Keep only the lines of the listing that include the word "PathBuf", and copy them.

== Records supplied ==
*** Block opens ***
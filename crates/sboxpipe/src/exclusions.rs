//! Persistent exclusion list.
//!
//! The stored form contains only hashed server identifiers plus
//! human-readable hints. Writes are atomic (temp file + rename in the same
//! directory) and guarded by an OS-level lock file carrying pid/hostname.
//! An unparseable file is renamed aside and replaced with an empty list.

use std::fs::{self, File};
use std::io::Write;
use std::path::{Path, PathBuf};
use std::time::Duration;

use anyhow::{Context, Result, bail};
use chrono::{DateTime, Utc};
use serde::{Deserialize, Serialize};
use sha2::{Digest, Sha256};

use sboxpipe_types::{ExclusionEntry, ExclusionList, ParsedServer};

/// Stale-lock takeover threshold.
pub const LOCK_TIMEOUT: Duration = Duration::from_secs(30);

/// Hash of a stable server identifier (`protocol|address|port`).
pub fn id_sha256(identity: &str) -> String {
    hex::encode(Sha256::digest(identity.as_bytes()))
}

/// Hash of one server's identity.
pub fn server_hash(server: &ParsedServer) -> String {
    id_sha256(&server.identity())
}

/// Build an entry for a server, hinting with its display name.
pub fn entry_for(server: &ParsedServer, reason: Option<String>) -> ExclusionEntry {
    ExclusionEntry {
        id_sha256: server_hash(server),
        name: server
            .tag
            .clone()
            .or_else(|| server.meta_str("name").map(str::to_string)),
        reason,
        added_at: Some(Utc::now()),
    }
}

#[derive(Debug, Clone, Serialize, Deserialize)]
struct LockInfo {
    pid: u32,
    hostname: String,
    acquired_at: DateTime<Utc>,
}

/// Exclusive writer lock next to the exclusions file; released on drop.
struct StoreLock {
    path: PathBuf,
}

impl StoreLock {
    fn acquire(target: &Path, timeout: Duration) -> Result<Self> {
        let path = lock_path(target);
        if let Some(parent) = path.parent() {
            fs::create_dir_all(parent)
                .with_context(|| format!("failed to create dir {}", parent.display()))?;
        }

        if path.exists() {
            match fs::read_to_string(&path)
                .ok()
                .and_then(|raw| serde_json::from_str::<LockInfo>(&raw).ok())
            {
                Some(info) => {
                    let age = Utc::now() - info.acquired_at;
                    if age.num_seconds().unsigned_abs() > timeout.as_secs() {
                        fs::remove_file(&path).with_context(|| {
                            format!("failed to remove stale lock {}", path.display())
                        })?;
                    } else {
                        bail!(
                            "exclusions locked by pid {} on {} since {}",
                            info.pid,
                            info.hostname,
                            info.acquired_at
                        );
                    }
                }
                // Corrupt lock file: treat as stale.
                None => {
                    fs::remove_file(&path).with_context(|| {
                        format!("failed to remove corrupt lock {}", path.display())
                    })?;
                }
            }
        }

        let info = LockInfo {
            pid: std::process::id(),
            hostname: gethostname::gethostname().to_string_lossy().to_string(),
            acquired_at: Utc::now(),
        };
        let json = serde_json::to_string_pretty(&info).context("failed to serialize lock")?;
        atomic_write(&path, json.as_bytes())?;
        Ok(Self { path })
    }
}

impl Drop for StoreLock {
    fn drop(&mut self) {
        let _ = fs::remove_file(&self.path);
    }
}

fn lock_path(target: &Path) -> PathBuf {
    let mut name = target
        .file_name()
        .map(|n| n.to_string_lossy().into_owned())
        .unwrap_or_else(|| "exclusions.json".to_string());
    name.push_str(".lock");
    target.with_file_name(name)
}

fn atomic_write(path: &Path, data: &[u8]) -> Result<()> {
    let tmp_path = path.with_extension("tmp");
    {
        let mut file = File::create(&tmp_path)
            .with_context(|| format!("failed to create {}", tmp_path.display()))?;
        file.write_all(data)
            .with_context(|| format!("failed to write {}", tmp_path.display()))?;
        file.sync_all()
            .with_context(|| format!("failed to sync {}", tmp_path.display()))?;
    }
    fs::rename(&tmp_path, path)
        .with_context(|| format!("failed to rename into {}", path.display()))?;
    Ok(())
}

/// On-disk exclusion store.
pub struct ExclusionStore {
    path: PathBuf,
    lock_timeout: Duration,
}

impl ExclusionStore {
    pub fn new(path: impl Into<PathBuf>) -> Self {
        Self {
            path: path.into(),
            lock_timeout: LOCK_TIMEOUT,
        }
    }

    pub fn with_lock_timeout(mut self, timeout: Duration) -> Self {
        self.lock_timeout = timeout;
        self
    }

    pub fn path(&self) -> &Path {
        &self.path
    }

    /// Load the list. A missing file is an empty list; a corrupt file is
    /// renamed to `<name>.corrupt.<timestamp>` and replaced by an empty
    /// list (the reset is user-visible via the returned flag).
    pub fn load(&self) -> Result<(ExclusionList, bool)> {
        if !self.path.exists() {
            return Ok((ExclusionList::default(), false));
        }
        let raw = fs::read_to_string(&self.path)
            .with_context(|| format!("failed to read {}", self.path.display()))?;
        match serde_json::from_str::<ExclusionList>(&raw) {
            Ok(list) => Ok((list, false)),
            Err(_) => {
                let aside = self.path.with_file_name(format!(
                    "{}.corrupt.{}",
                    self.path
                        .file_name()
                        .map(|n| n.to_string_lossy().into_owned())
                        .unwrap_or_else(|| "exclusions.json".to_string()),
                    Utc::now().timestamp()
                ));
                fs::rename(&self.path, &aside).with_context(|| {
                    format!("failed to move corrupt exclusions to {}", aside.display())
                })?;
                Ok((ExclusionList::default(), true))
            }
        }
    }

    /// Persist the list atomically under the store lock.
    pub fn save(&self, list: &ExclusionList) -> Result<()> {
        let _lock = StoreLock::acquire(&self.path, self.lock_timeout)?;
        if let Some(parent) = self.path.parent() {
            fs::create_dir_all(parent)
                .with_context(|| format!("failed to create dir {}", parent.display()))?;
        }
        let json =
            serde_json::to_string_pretty(list).context("failed to serialize exclusions")?;
        atomic_write(&self.path, json.as_bytes())
    }

    /// Idempotent add; returns true when the file changed.
    pub fn add(&self, entry: ExclusionEntry) -> Result<bool> {
        let (mut list, _) = self.load()?;
        if !list.add(entry) {
            return Ok(false);
        }
        self.save(&list)?;
        Ok(true)
    }

    /// Remove by hash; returns true when the file changed.
    pub fn remove(&self, id_sha256: &str) -> Result<bool> {
        let (mut list, _) = self.load()?;
        if !list.remove(id_sha256) {
            return Ok(false);
        }
        self.save(&list)?;
        Ok(true)
    }

    /// Drop every entry.
    pub fn clear(&self) -> Result<()> {
        self.save(&ExclusionList::default())
    }
}
impl TagFilter {
    pub fn new(whitelist: Vec<String>, blacklist: Vec<String>, case_sensitive: bool) -> Self {
        Self {
            whitelist,
            blacklist,
            case_sensitive,
        }
    }

    fn from_spec(spec: &PluginSpec) -> Self {
        let list = |key: &str| -> Vec<String> {
            spec.options
                .get(key)
                .and_then(Value::as_array)
                .map(|a| {
                    a.iter()
                        .filter_map(Value::as_str)
                        .map(str::to_string)
                        .collect()
                })
                .unwrap_or_default()
        };
        Self::new(
            list("whitelist"),
            list("blacklist"),
            spec.option_bool("case_sensitive").unwrap_or(false),
        )
    }

    /// Token pool: the tag itself, `meta.tags`, and the tag split on
    /// `-`, `_` and whitespace.
    fn tokens(&self, server: &ParsedServer) -> Vec<String> {
        let mut tokens: Vec<String> = Vec::new();
        let mut push = |raw: &str| {
            let token = if self.case_sensitive {
                raw.to_string()
            } else {
                raw.to_lowercase()
            };
            if !token.is_empty() && !tokens.contains(&token) {
                tokens.push(token);
            }
        };

        let tag_source = server.tag.clone().or_else(|| {
            server.meta_str("name").map(str::to_string)
        });
        if let Some(tag) = &tag_source {
            push(tag);
            for part in tag.split(|c: char| c.is_whitespace() || c == '-' || c == '_') {
                push(part);
            }
        }
        if let Some(tags) = server.meta.get("tags").and_then(Value::as_array) {
            for tag in tags.iter().filter_map(Value::as_str) {
                push(tag);
            }
        }
        tokens
    }

    fn matches(&self, candidates: &[String], needle: &str) -> bool {
        let needle = if self.case_sensitive {
            needle.to_string()
        } else {
            needle.to_lowercase()
        };
        candidates.contains(&needle)
    }
}

impl PostProcessor for TagFilter {
    fn name(&self) -> &'static str {
        "tag-filter"
    }

    fn process(
        &self,
        servers: &[ParsedServer],
        _ctx: &PipelineContext,
    ) -> Result<Vec<ParsedServer>> {
        Ok(servers
            .iter()
            .filter(|server| {
                let tokens = self.tokens(server);
                if self.blacklist.iter().any(|b| self.matches(&tokens, b)) {
                    return false;
                }
                self.whitelist.is_empty()
                    || self.whitelist.iter().any(|w| self.matches(&tokens, w))
            })
            .cloned()
            .collect())
    }
}
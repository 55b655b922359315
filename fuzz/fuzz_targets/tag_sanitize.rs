#![no_main]

use libfuzzer_sys::fuzz_target;
use sboxpipe::tag;

fuzz_target!(|data: &str| {
    let once = tag::sanitize(data);
    // Sanitization is idempotent and respects the length cap.
    assert_eq!(tag::sanitize(&once), once);
    assert!(once.chars().count() <= tag::TAG_MAX_CHARS);
    assert!(!once.chars().any(char::is_control));
});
*** Block closes ***
== Answer below ==
use std::path::{Path, PathBuf};
    path: PathBuf,
fn lock_path(target: &Path) -> PathBuf {
    path: PathBuf,
    pub fn new(path: impl Into<PathBuf>) -> Self {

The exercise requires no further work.